Each entry below should be printed exactly as given.

**Collected data entries**:
== Segment start ==

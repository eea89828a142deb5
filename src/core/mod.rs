// 核心数据结构和类型定义

pub mod types;
pub mod clock;
pub mod config;
pub mod error;

pub use types::*;
pub use clock::*;
pub use config::*;
pub use error::*;

/// 日志前缀：进程号 + 线程号，便于区分 API 线程和事件线程
pub fn log_ctx() -> String {
    format!("[pid:{} tid:{:?}]", std::process::id(), std::thread::current().id())
}
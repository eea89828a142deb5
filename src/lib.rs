// 播放编排引擎：状态机、定时事件队列、缓冲控制、音画同步、seek 与挂起/恢复

pub mod core;
pub mod player;

pub use crate::core::{PlaybackState, PlayerConfig, PlayerError, Result};
pub use crate::player::{MediaBackend, Notification, NotificationSink, PlaybackManager};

== Segment end ==

**THE ANSWER**:
repository eea89828a142deb5
filename src/core/mod.rs
// 核心数据结构和类型定义

pub mod types;
pub mod clock;
pub mod config;
pub mod error;

pub use types::*;
pub use clock::*;
pub use config::*;
pub use error::*;

/// 日志前缀：进程号 + 线程号，便于区分 API 线程和事件线程
pub fn log_ctx() -> String {
    format!("[pid:{} tid:{:?}]", std::process::id(), std::thread::current().id())
}
repository eea89828a142deb5
filename src/lib.rs
// 播放编排引擎：状态机、定时事件队列、缓冲控制、音画同步、seek 与挂起/恢复

pub mod core;
pub mod player;

pub use crate::core::{PlaybackState, PlayerConfig, PlayerError, Result};
pub use crate::player::{MediaBackend, Notification, NotificationSink, PlaybackManager};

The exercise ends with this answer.